--- Exercise objective ---
Reproduce each record below exactly as written.

--- Dataset entries ---
//! Version extraction from build flags and archive file naming.

use crate::services::version::normalize_version;
use chrono::NaiveDateTime;

pub const ARCHIVE_PREFIX: &str = "firmware";
pub const TIMESTAMP_FORMAT: &str = "%Y%m%d_%H%M";

/// Find the last `-D<symbol>=...` define and return the bare version it carries.
///
/// Quote and backslash characters are dropped and a single leading `v` is
/// stripped, so `-DFW_VERSION_STRING=\"v1.2.3\"` yields `1.2.3`. When the
/// define appears more than once the most recent injection wins.
#[must_use]
pub fn extract_version(flags: &[String], symbol: &str) -> Option<String> {
    let prefix = format!("-D{symbol}=");
    flags
        .iter()
        .flat_map(|flag| flag.split_whitespace())
        .filter_map(|token| token.strip_prefix(prefix.as_str()))
        .last()
        .and_then(unquote_version)
}

fn unquote_version(raw: &str) -> Option<String> {
    let cleaned: String = raw
        .chars()
        .filter(|c| !matches!(c, '"' | '\'' | '\\'))
        .collect();
    normalize_version(&cleaned)
}

/// `firmware_<version>_<YYYYMMDD_HHMM>.bin`
#[must_use]
pub fn archive_file_name(version: &str, when: &NaiveDateTime) -> String {
    format!(
        "{ARCHIVE_PREFIX}_{}_{}.bin",
        sanitize_version(version),
        when.format(TIMESTAMP_FORMAT)
    )
}

/// Replace characters that are unsafe in a file name with `_`.
#[must_use]
pub fn sanitize_version(version: &str) -> String {
    version
        .chars()
        .map(|c| {
            if c.is_ascii_alphanumeric() || matches!(c, '.' | '-' | '_' | '+') {
                c
            } else {
                '_'
            }
        })
        .collect()
}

--- Response below ---
//! Version extraction from build flags and archive file naming.

use crate::services::version::normalize_version;
use chrono::NaiveDateTime;

pub const ARCHIVE_PREFIX: &str = "firmware";
pub const TIMESTAMP_FORMAT: &str = "%Y%m%d_%H%M";

/// Find the last `-D<symbol>=...` define and return the bare version it carries.
///
/// Quote and backslash characters are dropped and a single leading `v` is
/// stripped, so `-DFW_VERSION_STRING=\"v1.2.3\"` yields `1.2.3`. When the
/// define appears more than once the most recent injection wins.
#[must_use]
pub fn extract_version(flags: &[String], symbol: &str) -> Option<String> {
    let prefix = format!("-D{symbol}=");
    flags
        .iter()
        .flat_map(|flag| flag.split_whitespace())
        .filter_map(|token| token.strip_prefix(prefix.as_str()))
        .last()
        .and_then(unquote_version)
}

fn unquote_version(raw: &str) -> Option<String> {
    let cleaned: String = raw
        .chars()
        .filter(|c| !matches!(c, '"' | '\'' | '\\'))
        .collect();
    normalize_version(&cleaned)
}

/// `firmware_<version>_<YYYYMMDD_HHMM>.bin`
#[must_use]
pub fn archive_file_name(version: &str, when: &NaiveDateTime) -> String {
    format!(
        "{ARCHIVE_PREFIX}_{}_{}.bin",
        sanitize_version(version),
        when.format(TIMESTAMP_FORMAT)
    )
}

/// Replace characters that are unsafe in a file name with `_`.
#[must_use]
pub fn sanitize_version(version: &str) -> String {
    version
        .chars()
        .map(|c| {
            if c.is_ascii_alphanumeric() || matches!(c, '.' | '-' | '_' | '+') {
                c
            } else {
                '_'
            }
        })
        .collect()
}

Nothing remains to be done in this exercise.